Tax dollars are sent to government in trust. The public expects them to be used wisely. Politicians and public employees at all levels have an obligation to meet that expectation. Public employees don't merely have "jobs with the government," but rather they are public servants.
Elected officials, as overseers of government, have a heightened obligation to meet the public's expectations. With a plethora of competing interests vying for pubic resources, this is not always easy to do, and sometimes elected officials and staffs lose their way and become captives of the mechanisms that put them in office. The forces that bear down on elected officials (and their staffs) are, in their complexity alone, of a different order than those that bear down on executives in business firms and on executive directors of not-for-profit organizations.

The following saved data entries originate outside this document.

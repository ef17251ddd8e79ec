// Copyright (c) AlphaVelocity.
// All rights reserved.
//
// This source code is licensed under the license found in the
// LICENSE file in the root directory of this source tree.

pub mod cli;
pub mod db;
pub mod error;
pub mod models;
pub mod utils;
pub mod identity;
pub mod period;
pub mod buckets;
pub mod ledger;
pub mod store;
pub mod aggregate;
pub mod commands;
#[test]
fn update_with_identical_values_is_net_zero() {
    let conn = setup();
    let ledger = Ledger::new(SqliteStore::new(&conn));
    let tx = ledger.create(USER, expense(ACCT_X, "18.40")).unwrap();
    let before = balance(&conn, ACCT_X);

    ledger
        .update(
            USER,
            TransactionUpdate {
                id: tx.id,
                date: tx.date,
                account_id: tx.account_id,
                category_id: tx.category_id,
                amount: dec("18.40"),
                note: tx.note.clone(),
                kind: tx.kind,
                previous_amount: tx.amount,
                previous_account_id: tx.account_id,
            },
        )
        .unwrap();

    assert_eq!(balance(&conn, ACCT_X), before);
}

#[test]
fn note_and_date_edit_keeps_balance() {
    let conn = setup();
    let ledger = Ledger::new(SqliteStore::new(&conn));
    let tx = ledger.create(USER, expense(ACCT_X, "7")).unwrap();

    let edited = ledger
        .edit(
            USER,
            tx.id,
            TransactionChanges {
                date: Some(d(2024, 6, 1)),
                note: Some(Some("bakery".into())),
                ..Default::default()
            },
        )
        .unwrap();

    assert_eq!(edited.date, d(2024, 6, 1));
    assert_eq!(edited.note.as_deref(), Some("bakery"));
    assert_eq!(edited.amount, dec("-7"));
    assert_eq!(balance(&conn, ACCT_X), dec("-7"));
}

#[test]
fn edit_to_new_category_takes_its_kind() {
    let conn = setup();
    let ledger = Ledger::new(SqliteStore::new(&conn));
    let tx = ledger.create(USER, expense(ACCT_X, "25")).unwrap();

    let edited = ledger
        .edit(
            USER,
            tx.id,
            TransactionChanges {
                category_id: Some(SALARY),
                ..Default::default()
            },
        )
        .unwrap();

    assert_eq!(edited.kind, OperationKind::Income);
    assert_eq!(edited.amount, dec("25"));
    assert_eq!(balance(&conn, ACCT_X), dec("25"));
}
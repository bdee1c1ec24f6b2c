//! Application configuration.
//!
//! Configuration is assembled exactly once at startup (file, then
//! environment, then command line) and shared as `Arc<AppConfig>`.
//! Nothing else in the crate reads environment variables or config files.

pub mod actions;
pub mod key;
pub mod keybindings;
pub mod loader;
pub mod resolver;

use std::time::Duration;

pub use actions::*;
use keybindings::KeybindingsConfig;
pub use loader::load;
pub use resolver::KeyResolver;
use serde::{Deserialize, Serialize};

#[derive(Debug, Clone, Serialize, Deserialize)]
#[serde(default)]
pub struct ThemeConfig {
    pub name: String,
}

impl Default for ThemeConfig {
    fn default() -> Self {
        Self {
            name: "Catppuccin Mocha".to_string(),
        }
    }
}

/// Connection settings for the platform's web API.
#[derive(Debug, Clone, Serialize, Deserialize)]
#[serde(default)]
pub struct ApiConfig {
    /// Base URL of the REST API, e.g. `https://forms.example.com/api`.
    pub web_base_url: String,
    /// GraphQL endpoint used for submissions. Defaults to
    /// `<web_base_url>/graphql` when empty.
    pub graphql_url: String,
    pub multi_tenancy_enabled: bool,
    pub tenant_key: Option<String>,
    /// Bearer token attached to every request.
    pub token: Option<String>,
    pub timeout_secs: u64,
}

impl Default for ApiConfig {
    fn default() -> Self {
        Self {
            web_base_url: "http://localhost:5000".to_string(),
            graphql_url: String::new(),
            multi_tenancy_enabled: false,
            tenant_key: None,
            token: None,
            timeout_secs: 30,
        }
    }
}

impl ApiConfig {
    pub fn graphql_endpoint(&self) -> String {
        if self.graphql_url.is_empty() {
            format!("{}/graphql", self.web_base_url.trim_end_matches('/'))
        } else {
            self.graphql_url.clone()
        }
    }

    /// Tenant key to send, only when multi-tenancy is switched on.
    pub fn effective_tenant(&self) -> Option<&str> {
        if self.multi_tenancy_enabled {
            self.tenant_key.as_deref().filter(|t| !t.is_empty())
        } else {
            None
        }
    }

    pub const fn timeout(&self) -> Duration {
        Duration::from_secs(self.timeout_secs)
    }
}

/// Defaults for the listing screens.
#[derive(Debug, Clone, Serialize, Deserialize)]
#[serde(default)]
pub struct ListingConfig {
    pub page_size: u32,
    pub page_size_options: Vec<u32>,
    pub search_debounce_ms: u64,
}

impl Default for ListingConfig {
    fn default() -> Self {
        Self {
            page_size: 10,
            page_size_options: vec![5, 10, 25, 50, 100],
            search_debounce_ms: 1500,
        }
    }
}

impl ListingConfig {
    pub const fn search_debounce(&self) -> Duration {
        Duration::from_millis(self.search_debounce_ms)
    }
}

#[derive(Debug, Clone, Serialize, Deserialize, Default)]
#[serde(default)]
pub struct AppConfig {
    pub theme: ThemeConfig,
    pub api: ApiConfig,
    pub listing: ListingConfig,
    pub keybindings: KeybindingsConfig,
}

#[cfg(test)]
mod tests {
    use super::*;

    #[test]
    fn graphql_endpoint_defaults_to_base_url() {
        let api = ApiConfig {
            web_base_url: "https://forms.example.com/api/".to_string(),
            ..ApiConfig::default()
        };
        assert_eq!(api.graphql_endpoint(), "https://forms.example.com/api/graphql");

        let api = ApiConfig {
            graphql_url: "https://gql.example.com/query".to_string(),
            ..api
        };
        assert_eq!(api.graphql_endpoint(), "https://gql.example.com/query");
    }

    #[test]
    fn tenant_is_ignored_without_multi_tenancy() {
        let mut api = ApiConfig {
            tenant_key: Some("acme".to_string()),
            ..ApiConfig::default()
        };
        assert_eq!(api.effective_tenant(), None);
        api.multi_tenancy_enabled = true;
        assert_eq!(api.effective_tenant(), Some("acme"));
    }

    #[test]
    fn partial_file_keeps_defaults() {
        let config: AppConfig = toml::from_str(
            r#"
            [listing]
            page_size = 25

            [keybindings.list]
            reload = "ctrl+r"
            "#,
        )
        .unwrap();
        assert_eq!(config.listing.page_size, 25);
        assert_eq!(config.listing.search_debounce_ms, 1500);
        assert_eq!(config.keybindings.list.reload.to_string(), "ctrl+r");
        assert_eq!(config.keybindings.list.sort.to_string(), "s");
        assert_eq!(config.api.timeout_secs, 30);
    }
}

That's why the need for help reaching ethical decisions is heightened in the public sphere. That's why allowing ethics to become marginalized is an extreme danger in government. Yet, with the incessant pressures of meeting constituent and public expectations, that is precisely what happens, all too often.
But it need not be so.
BGEI can help create and, just as important, maintain an annual ethics program for government agencies and the offices of elected officials that addresses the need to take the public's expectations of integrity and probity into consideration, a program that keeps all relevant government guidelines, policies, and procedures in the center of policy deliberations. BGEI can help to educate public employees in targeted, non-intrusive modalities throughout the year -- something crucial for maintaining a culture of ethics.
As for the political dimensions that we take into account in our consulting engagements, we are fully aware of the saying, "Politics ain't bean-bag." But neither does politics require breaking the public trust, or that the politician devolve into something that he or she should never become.